Vertical Foundation Cracks
What is the best way to stop a leak in a foundation wall?
The best way to stop a leak in a foundation wall is to waterproof the exterior. However, this is not always cost effective. So, when waterproofing isn’t an option, you may be able to stay dry using epoxy injections.

The first step is to determine what kind of leak you have: Is it a weeping or trickling leak, or is it gushing? Does it happen when it rains a lot or is it random?

Interior plumbing issues can typically get ruled out by noticing if a leak corresponds with the weather or plumbing usage. Other causes are not always as simple. First-is the leak coming in from a crack in a foundation wall? If it is: consult a licensed structural engineer, because you never want to treat the symptom before you know the cause.

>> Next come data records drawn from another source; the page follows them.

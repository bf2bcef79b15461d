//! Simulated ethical-hacking labs.
//!
//! Every lab is a fake console: free-text commands are matched against a
//! static rule table and answered with canned output. Nothing is executed and
//! nothing touches the network except the progress sync with our own service.
//!
//! - [`console`]: tokenizer, rule tables and the interactive shell
//! - [`missions`]: ordered step definitions and the completion state machine
//! - [`labs`]: the lab registry and each lab's vocabulary and missions
//! - [`progress`]: local cache, unlock gate and best-effort remote sync
//! - [`session`]: one open lab, wiring the pieces above together
//! - [`api`], [`db`]: the remote progress service

pub mod api;
pub mod client;
pub mod config;
pub mod console;
pub mod db;
pub mod labs;
pub mod missions;
pub mod models;
pub mod progress;
pub mod session;
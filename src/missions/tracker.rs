use std::collections::BTreeSet;

use chrono::{DateTime, Utc};

use super::step::{Step, StepEvent, StepSet};

/// What an event or manual completion did to the mission.
#[derive(Debug, Clone, Copy, PartialEq, Eq)]
pub enum Transition {
    Unchanged,
    StepCompleted { step: u32 },
    /// The step that filled the set. Returned once per reset cycle.
    LabCompleted { step: u32, at: DateTime<Utc> },
}

impl Transition {
    pub fn completed_step(&self) -> Option<u32> {
        match self {
            Self::Unchanged => None,
            Self::StepCompleted { step } | Self::LabCompleted { step, .. } => Some(*step),
        }
    }

    pub fn is_lab_completed(&self) -> bool {
        matches!(self, Self::LabCompleted { .. })
    }
}

/// Completion state of one lab's mission.
///
/// The completed set only grows, and only ever holds ids from the step set.
/// `completed_at` is set exactly when the set becomes full. [`reset`] is the
/// only way back.
///
/// [`reset`]: MissionTracker::reset
#[derive(Debug, Clone)]
pub struct MissionTracker {
    lab_id: u32,
    steps: StepSet,
    completed: BTreeSet<u32>,
    completed_at: Option<DateTime<Utc>>,
}

impl MissionTracker {
    pub fn new(lab_id: u32, steps: StepSet) -> Self {
        Self {
            lab_id,
            steps,
            completed: BTreeSet::new(),
            completed_at: None,
        }
    }

    /// Load persisted state without signalling. Unknown ids are dropped.
    pub fn restore(
        &mut self,
        ids: impl IntoIterator<Item = u32>,
        completed_at: Option<DateTime<Utc>>,
    ) {
        self.completed = ids.into_iter().filter(|id| self.steps.contains(*id)).collect();
        self.completed_at = if self.all_complete() {
            Some(completed_at.unwrap_or_else(Utc::now))
        } else {
            None
        };
    }

    /// Complete the first incomplete step the event satisfies, if any.
    pub fn handle(&mut self, event: &StepEvent) -> Transition {
        let hit = self
            .steps
            .iter()
            .find(|step| !self.completed.contains(&step.id) && step.satisfied_by(event))
            .map(|step| step.id);

        match hit {
            Some(id) => self.complete_step(id),
            None => Transition::Unchanged,
        }
    }

    /// Mark a step done. Repeats and ids outside the lab are no-ops.
    pub fn complete_step(&mut self, id: u32) -> Transition {
        if !self.steps.contains(id) || !self.completed.insert(id) {
            return Transition::Unchanged;
        }
        tracing::debug!(lab = self.lab_id, step = id, "step completed");

        if self.all_complete() && self.completed_at.is_none() {
            let at = Utc::now();
            self.completed_at = Some(at);
            tracing::info!(lab = self.lab_id, "lab completed");
            return Transition::LabCompleted { step: id, at };
        }
        Transition::StepCompleted { step: id }
    }

    pub fn reset(&mut self) {
        self.completed.clear();
        self.completed_at = None;
    }

    pub fn lab_id(&self) -> u32 {
        self.lab_id
    }

    pub fn steps(&self) -> &StepSet {
        &self.steps
    }

    /// Lowest step id not yet completed.
    pub fn current_step_id(&self) -> Option<u32> {
        self.current_step().map(|s| s.id)
    }

    pub fn current_step(&self) -> Option<&Step> {
        self.steps.iter().find(|s| !self.completed.contains(&s.id))
    }

    pub fn all_complete(&self) -> bool {
        self.completed.len() == self.steps.len()
    }

    pub fn completed_count(&self) -> usize {
        self.completed.len()
    }

    pub fn total(&self) -> usize {
        self.steps.len()
    }

    pub fn completed_steps(&self) -> &BTreeSet<u32> {
        &self.completed
    }

    pub fn is_completed(&self, id: u32) -> bool {
        self.completed.contains(&id)
    }

    pub fn completed_at(&self) -> Option<DateTime<Utc>> {
        self.completed_at
    }
}
use anyhow::{Context, Result};
use rusqlite::Connection;

struct Migration {
    version: &'static str,
    name: &'static str,
    sql: &'static str,
}

const MIGRATIONS: &[Migration] = &[
    Migration {
        version: "001",
        name: "initial",
        sql: include_str!("migrations/001_initial.sql"),
    },
    Migration {
        version: "002",
        name: "leaderboard_index",
        sql: include_str!("migrations/002_leaderboard_index.sql"),
    },
];

pub fn run_migrations(conn: &Connection) -> Result<()> {
    conn.execute_batch(
        "CREATE TABLE IF NOT EXISTS schema_migrations (
            version TEXT PRIMARY KEY,
            name TEXT NOT NULL,
            applied_at TEXT NOT NULL
        )",
    )
    .context("Failed to create schema_migrations table")?;

    let applied = get_applied_migrations(conn)?;

    for migration in MIGRATIONS {
        if !applied.contains(&migration.version.to_string()) {
            apply_migration(conn, migration)?;
        }
    }

    Ok(())
}

fn get_applied_migrations(conn: &Connection) -> Result<Vec<String>> {
    let mut stmt = conn.prepare("SELECT version FROM schema_migrations ORDER BY version")?;
    let versions = stmt
        .query_map([], |row| row.get(0))?
        .collect::<Result<Vec<String>, _>>()?;
    Ok(versions)
}

fn mark_migration_applied(conn: &Connection, version: &str, name: &str) -> Result<()> {
    let now = chrono::Utc::now().to_rfc3339();
    conn.execute(
        "INSERT INTO schema_migrations (version, name, applied_at) VALUES (?, ?, ?)",
        (version, name, &now),
    )?;
    Ok(())
}

fn apply_migration(conn: &Connection, migration: &Migration) -> Result<()> {
    tracing::info!(
        "Applying migration {}: {}",
        migration.version,
        migration.name
    );

    conn.execute_batch(&format!("BEGIN TRANSACTION; {} COMMIT;", migration.sql))
        .with_context(|| {
            format!(
                "Failed to apply migration {}: {}",
                migration.version, migration.name
            )
        })?;

    mark_migration_applied(conn, migration.version, migration.name)?;

    tracing::info!("Migration {} applied successfully", migration.version);
    Ok(())
}

#[cfg(test)]
mod tests {
    use super::*;

    #[test]
    fn test_migrations_run_on_fresh_db() {
        let conn = Connection::open_in_memory().unwrap();
        run_migrations(&conn).unwrap();

        for table in ["users", "auth_tokens", "labs", "lab_progress", "solves"] {
            let count: i32 = conn
                .query_row(
                    "SELECT COUNT(*) FROM sqlite_master WHERE type='table' AND name=?",
                    [table],
                    |row| row.get(0),
                )
                .unwrap();
            assert_eq!(count, 1, "missing table {}", table);
        }

        let versions = get_applied_migrations(&conn).unwrap();
        assert_eq!(versions, vec!["001", "002"]);
    }

    #[test]
    fn test_migrations_are_idempotent() {
        let conn = Connection::open_in_memory().unwrap();
        run_migrations(&conn).unwrap();
        run_migrations(&conn).unwrap();

        let versions = get_applied_migrations(&conn).unwrap();
        assert_eq!(versions, vec!["001", "002"]);
    }

    #[test]
    fn test_lab_progress_is_unique_per_user_and_lab() {
        let conn = Connection::open_in_memory().unwrap();
        run_migrations(&conn).unwrap();
        conn.execute_batch(
            "INSERT INTO users (id, username, student_id, email, password_hash, created_at, last_active)
             VALUES ('u1', 'omar', 's1', 'o@x.io', 'h', 't', 't');
             INSERT INTO labs (id, slug, title, points, total_steps) VALUES (1, 'lab01', 'Recon', 100, 9);
             INSERT INTO lab_progress (user_id, lab_id, updated_at) VALUES ('u1', 1, 't');",
        )
        .unwrap();

        let dup = conn.execute(
            "INSERT INTO lab_progress (user_id, lab_id, updated_at) VALUES ('u1', 1, 't')",
            [],
        );
        assert!(dup.is_err());
    }
}
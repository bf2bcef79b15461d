//! The fake console: raw line in, canned response out.

pub mod interpreter;
pub mod rules;
pub mod tokenizer;

pub use interpreter::{HistoryEntry, Interpreter, Submission};
pub use rules::{Note, Predicate, Reply, Response, Rule, RuleTable, ShadowedRule, CLEAR_SCREEN};
pub use tokenizer::Command;
fn ping_sweep() -> Response {
    Response::lines([
        "Starting Nmap 7.94 ( Ping sweep, no port scan )",
        "Scanning 192.168.1.0/24 (256 hosts)...",
        "",
        "Nmap scan report for 192.168.1.1   [router]        Host is up",
        "Nmap scan report for 192.168.1.5   [target]        Host is up",
        "Nmap scan report for 192.168.1.10  [printer]       Host is up",
        "Nmap scan report for 192.168.1.20  [workstation]   Host is up",
        "Nmap scan report for 192.168.1.105 [your machine]  Host is up",
        "",
        "Nmap done: 256 IP addresses, 5 hosts up, scanned in 4.21 seconds",
    ])
    .with_note(
        "A ping sweep discovers live hosts without scanning ports. Map the network before \
         choosing targets.",
        "الـ ping sweep زي أشعة X للشبكة",
    )
}

fn vuln_scan() -> Response {
    Response::lines([
        "Starting Nmap 7.94 ( NSE vulnerability scan )",
        "Nmap scan report for 192.168.1.5",
        "",
        "80/tcp   open  http",
        "| http-vuln-cve2017-5638:",
        "|   VULNERABLE: Apache Struts RCE CVE-2017-5638",
        "|   State: LIKELY VULNERABLE (not confirmed)",
        "3306/tcp open  mysql",
        "| mysql-empty-password:",
        "|_  WARNING: No password on MySQL root account",
        "",
        "[!] CRITICAL: MySQL root with NO password!",
    ])
    .with_note(
        "NSE scripts test for known vulnerabilities and default credentials. CVE-2017-5638 is \
         the Struts bug behind the Equifax breach.",
        "MySQL بدون password على الـ root = كارثة!",
    )
}

fn full_scan() -> Response {
    Response::lines([
        "Starting Nmap 7.94 ( FULL PORT SCAN: all 65535 ports )",
        "Nmap scan report for 192.168.1.5",
        "",
        "PORT       STATE     SERVICE",
        "22/tcp     open      ssh",
        "80/tcp     open      http",
        "1099/tcp   open      rmiregistry",
        "3306/tcp   open      mysql",
        "5432/tcp   open      postgresql",
        "8009/tcp   open      ajp13",
        "8080/tcp   open      http-alt",
        "",
        "[!] 3 NEW ports found vs. default scan: 1099, 5432, 8009",
        "[!] AJP 8009: CVE-2020-1938 (Ghostcat) reads any file on the server",
    ])
    .with_note(
        "The default scan only checks the top 1000 ports. -p- checks all 65535 and found three \
         services the default missed.",
        "الـ default scan بيفوّت 64535 port!",
    )
}

fn fast_scan() -> Response {
    Response::lines([
        "Starting Nmap 7.94 ( FAST SCAN: T4 timing + top 100 ports )",
        "Nmap scan report for 192.168.1.5",
        "",
        "PORT     STATE  SERVICE",
        "22/tcp   open   ssh",
        "80/tcp   open   http",
        "3306/tcp open   mysql",
        "",
        "Nmap done: 1 IP address, 100 ports scanned in 0.41 seconds",
        "[!] Trade-off: speed vs. coverage. Missing ports 1099, 5432, 8009!",
    ])
    .with_note(
        "Timing templates run from T0 (paranoid) to T5 (insane). T4 with -F is a quick snapshot; \
         use -p- when thoroughness matters.",
        "T4 هو الـ sweet spot",
    )
}

fn other_host(cmd: &Command) -> Response {
    let host = cmd.target().unwrap_or(TARGET_IP);
    Response::lines([
        "Starting Nmap 7.94...".to_string(),
        format!("Nmap scan report for {}", host),
        "Host is up.".to_string(),
        format!("Note: No open ports found on {}.", host),
        String::new(),
        format!("[!] Hint: scan our target at {}", TARGET_IP),
    ])
}
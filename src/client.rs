//! HTTP client for the remote progress service.
//!
//! Reads are bounded by [`READ_TIMEOUT`], writes by [`WRITE_TIMEOUT`]. A
//! timeout is reported as an ordinary [`ClientError::Http`].

use reqwest::{Client, Method, StatusCode};
use serde::de::DeserializeOwned;
use thiserror::Error;

use crate::config::{READ_TIMEOUT, WRITE_TIMEOUT};
use crate::models::*;

#[derive(Debug, Error)]
pub enum ClientError {
    #[error("HTTP request failed: {0}")]
    Http(#[from] reqwest::Error),

    #[error("Not found: {0}")]
    NotFound(String),

    #[error("Bad request: {0}")]
    BadRequest(String),

    #[error("Unauthorized: {0}")]
    Unauthorized(String),

    #[error("Conflict: {0}")]
    Conflict(String),

    #[error("Too many requests, try again in a minute")]
    RateLimited,

    #[error("Server error: {0}")]
    Server(String),

    #[error("Not signed in")]
    NoIdentity,
}

#[derive(Debug, Clone)]
pub struct ProgressClient {
    base_url: String,
    token: Option<String>,
    client: Client,
}

impl ProgressClient {
    pub fn new(base_url: impl Into<String>) -> Self {
        Self {
            base_url: base_url.into().trim_end_matches('/').to_string(),
            token: None,
            client: Client::new(),
        }
    }

    /// A copy of this client that authenticates as `token`.
    pub fn with_token(&self, token: impl Into<String>) -> Self {
        Self {
            token: Some(token.into()),
            ..self.clone()
        }
    }

    pub fn base_url(&self) -> &str {
        &self.base_url
    }

    fn request(&self, method: Method, path: &str) -> reqwest::RequestBuilder {
        let timeout = if method == Method::GET {
            READ_TIMEOUT
        } else {
            WRITE_TIMEOUT
        };
        let url = format!("{}/api{}", self.base_url, path);
        let mut req = self.client.request(method, &url).timeout(timeout);
        if let Some(ref token) = self.token {
            req = req.bearer_auth(token);
        }
        req
    }

    fn authenticated(&self, method: Method, path: &str) -> Result<reqwest::RequestBuilder, ClientError> {
        if self.token.is_none() {
            return Err(ClientError::NoIdentity);
        }
        Ok(self.request(method, path))
    }

    async fn handle_response<T: DeserializeOwned>(
        &self,
        response: reqwest::Response,
    ) -> Result<T, ClientError> {
        let status = response.status();
        if status.is_success() {
            return Ok(response.json().await?);
        }

        let body = response.text().await.unwrap_or_default();
        match status {
            StatusCode::NOT_FOUND => Err(ClientError::NotFound(body)),
            StatusCode::BAD_REQUEST => Err(ClientError::BadRequest(body)),
            StatusCode::UNAUTHORIZED => Err(ClientError::Unauthorized(body)),
            StatusCode::CONFLICT => Err(ClientError::Conflict(body)),
            StatusCode::TOO_MANY_REQUESTS => Err(ClientError::RateLimited),
            _ => Err(ClientError::Server(format!("{}: {}", status, body))),
        }
    }

    // ============================================================
    // Catalogue
    // ============================================================

    pub async fn labs(&self) -> Result<Vec<LabInfo>, ClientError> {
        let response = self.request(Method::GET, "/labs").send().await?;
        self.handle_response(response).await
    }

    pub async fn leaderboard(&self) -> Result<Vec<LeaderboardEntry>, ClientError> {
        let response = self.request(Method::GET, "/leaderboard").send().await?;
        self.handle_response(response).await
    }

    // ============================================================
    // Auth
    // ============================================================

    pub async fn signup(&self, input: &SignupInput) -> Result<AuthResponse, ClientError> {
        let response = self
            .request(Method::POST, "/auth/signup")
            .json(input)
            .send()
            .await?;
        self.handle_response(response).await
    }

    pub async fn login(&self, input: &LoginInput) -> Result<AuthResponse, ClientError> {
        let response = self
            .request(Method::POST, "/auth/login")
            .json(input)
            .send()
            .await?;
        self.handle_response(response).await
    }

    pub async fn me(&self) -> Result<User, ClientError> {
        let response = self.authenticated(Method::GET, "/auth/me")?.send().await?;
        let me: MeResponse = self.handle_response(response).await?;
        Ok(me.user)
    }

    // ============================================================
    // Progress
    // ============================================================

    pub async fn fetch_progress(&self) -> Result<ProgressSnapshot, ClientError> {
        let response = self.authenticated(Method::GET, "/progress")?.send().await?;
        self.handle_response(response).await
    }

    pub async fn record_step(&self, input: RecordStepInput) -> Result<RecordStepResponse, ClientError> {
        let response = self
            .authenticated(Method::POST, "/progress")?
            .json(&input)
            .send()
            .await?;
        self.handle_response(response).await
    }
}
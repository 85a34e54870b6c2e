//! Process management for the analysis server subprocess

use crate::error::{Result, TransportError};
use std::collections::HashMap;
use std::path::PathBuf;
use std::process::Stdio;
use tokio::io::{AsyncBufReadExt, BufReader};
use tokio::process::{Child, ChildStderr, ChildStdin, ChildStdout, Command};

/// What to do with the server's stderr
#[derive(Clone, Copy, Debug, Default, PartialEq, Eq)]
pub enum StderrMode {
    /// Discard it
    #[default]
    Discard,

    /// Forward each line to `tracing` at debug level
    Log,
}

/// Configuration for spawning the server process
#[derive(Clone, Debug)]
pub struct ProcessConfig {
    /// Path to the executable
    pub program: PathBuf,

    /// Arguments to pass to the executable
    pub args: Vec<String>,

    /// Environment variables to set
    pub env: HashMap<String, String>,

    /// Keep the parent's environment instead of starting from an empty one
    pub inherit_env: bool,

    /// Working directory for the process
    pub working_dir: Option<PathBuf>,

    /// Stderr handling
    pub stderr: StderrMode,
}

impl ProcessConfig {
    /// Create a new process configuration
    pub fn new(program: impl Into<PathBuf>) -> Self {
        Self {
            program: program.into(),
            args: Vec::new(),
            env: HashMap::new(),
            inherit_env: false,
            working_dir: None,
            stderr: StderrMode::Discard,
        }
    }

    /// Add an argument
    pub fn with_arg(mut self, arg: impl Into<String>) -> Self {
        self.args.push(arg.into());
        self
    }

    /// Add several arguments
    pub fn with_args<I, S>(mut self, args: I) -> Self
    where
        I: IntoIterator<Item = S>,
        S: Into<String>,
    {
        self.args.extend(args.into_iter().map(Into::into));
        self
    }

    /// Set an environment variable
    ///
    /// # Security Note
    ///
    /// Unless [`ProcessConfig::inherit_env`] is set, the parent's environment
    /// is cleared and only the variables set here reach the child.
    pub fn with_env(mut self, key: impl Into<String>, value: impl Into<String>) -> Self {
        self.env.insert(key.into(), value.into());
        self
    }

    /// Keep (or clear) the parent's environment
    pub fn inherit_env(mut self, inherit: bool) -> Self {
        self.inherit_env = inherit;
        self
    }

    /// Set the working directory
    pub fn with_working_dir(mut self, dir: impl Into<PathBuf>) -> Self {
        self.working_dir = Some(dir.into());
        self
    }

    /// Set stderr handling
    pub fn with_stderr(mut self, mode: StderrMode) -> Self {
        self.stderr = mode;
        self
    }
}

/// A freshly spawned server with its piped streams
pub(crate) struct SpawnedProcess {
    pub child: Child,
    pub stdin: ChildStdin,
    pub stdout: ChildStdout,
}

/// Spawn the server process
///
/// The child is killed if its handle is dropped.
pub(crate) fn spawn_process(config: &ProcessConfig) -> Result<SpawnedProcess> {
    let mut cmd = Command::new(&config.program);
    cmd.args(&config.args);

    // SECURITY: only explicitly configured variables unless told otherwise
    if !config.inherit_env {
        cmd.env_clear();
    }
    cmd.envs(&config.env);

    if let Some(dir) = &config.working_dir {
        cmd.current_dir(dir);
    }

    cmd.stdin(Stdio::piped());
    cmd.stdout(Stdio::piped());
    cmd.stderr(match config.stderr {
        StderrMode::Discard => Stdio::null(),
        StderrMode::Log => Stdio::piped(),
    });
    cmd.kill_on_drop(true);

    let mut child = cmd.spawn().map_err(|e| {
        TransportError::Process(format!(
            "Failed to spawn {}: {}",
            config.program.display(),
            e
        ))
    })?;

    let stdin = child
        .stdin
        .take()
        .ok_or_else(|| TransportError::Process("Failed to get stdin".to_string()))?;
    let stdout = child
        .stdout
        .take()
        .ok_or_else(|| TransportError::Process("Failed to get stdout".to_string()))?;
    if let Some(stderr) = child.stderr.take() {
        forward_stderr(stderr);
    }

    tracing::info!(
        program = %config.program.display(),
        pid = child.id(),
        "spawned analysis server"
    );

    Ok(SpawnedProcess {
        child,
        stdin,
        stdout,
    })
}

fn forward_stderr(stderr: ChildStderr) {
    tokio::spawn(async move {
        let mut lines = BufReader::new(stderr).lines();
        while let Ok(Some(line)) = lines.next_line().await {
            tracing::debug!(target: "dartanalysis::server_stderr", "{}", line);
        }
    });
}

The engineer will determine what type of crack it is and how to repair it.  Is it a cyclical crack? Is it a progressive crack with a structural concern?  For more information, please see this previous post on foundation cracks. If the engineer determines that a crack is not a symptom of a structural problem, they may recommend epoxy injections.

My engineer recommended epoxy injections…What is that? How does it work?

Epoxy injections are a process in which we inject your wall with some type of resin epoxy. The goal with epoxy injections is always to fully penetrate the wall as much as is possible and keep water out. This is why we drill injection ports in order to administer the products as far within the wall as we can. Then we continuously flush the wall with water to clean out the dirt embedded in the cracks and to react with our epoxy. The video below shows the whole process:



Many different factors are involved in choosing and administering the right product for the job. There are different types of resins for different applications. In selecting one, we must consider:

    • The volume of leak, weeping or gushing?
    • Size of the crack or defect.
    • Accessibility of the site.
    • What are the environmental conditions: weather, moisture levels, temperatures, etc.
    • Expansion rate, set time, and viscosity of the product.
    • Physical properties of the reacted product.

For a weeping leak the thickness, or viscosity of the product matters most.
When we inject a weeping or trickling crack, we want our resin to “find” every nook and cranny and penetrate the crack as much as possible to seal it against water intrusion. This means we need a low-viscosity product that travels quickly to where we need it and penetrates everywhere that does.

For small weeping cracks we often use a flexible, water-activated polyurethane injection resin. This resin is hydrophilic; meaning it is attracted to water and will ‘find’ the path that the water takes and seal those areas. It is typically used for sealing actively leaking joints and cracks in concrete structures. As it reacts to water, it expands to fill the space and bonds to the concrete, creating a closed barrier that does not allow water to pass through or around it. Furthermore, this foam’s flexibility allows it to expand and contract along with the structure it has sealed, so it remains watertight despite temperature fluctuations.

If you have a gushing leak or large water flow, the primary concern is fast setting time and expansion rates. In order to stop the leak, the resin must react with the water present and expand quickly enough to form a watertight, rigid foam before it washes away.

We use a hydrophobic (repels water) structural resin for gushing leaks. When mixed with a catalyst, it becomes a water-activated polyurethane foam with low viscosity and a variable set time that can expand 2000 times its size. It is used to seal gushing leaks, including wide gaps, in concrete where the structure is not subject to movement. Typically injected under pressure using injection ports, it acts as a water cut-off for gushing leaks, filling voids, slab lifting/stabilizing and permeating loose soils to increase their load-bearing capacity.

How do you seal large cracks on the surface prior to injections?

In order to surface-seal cracks prior to injections you need products with a high viscosity to fill in those areas before you inject the wall. So, for larger cracks we use two-component epoxy gel adhesives before we inject the wall.

Can I do my own injections?

Next to waterproofing, epoxy injections are a great way to stop a leak in a foundation wall, and they do sell kits to do them yourself. However, in our experience this is one project that I would avoid tackling on your own. There are a few reasons for this.


  • You absolutely need to rule out structural problems with an engineer before attempting to repair any cracks. Once the epoxy goes in, you cannot undo it, making future repairs potentially more difficult and expensive.
  • Warranty-You have the peace of mind knowing the work is guaranteed and knowing that this warranty is transferable should you want to sell your home.
  • Documentation that you repaired your wall correctly and did your due diligence can make home sales go much more smoothly.
  • We are specially trained in the use and application of these high-quality professional grade products. You cannot buy them (or our expertise) at your local home improvement store.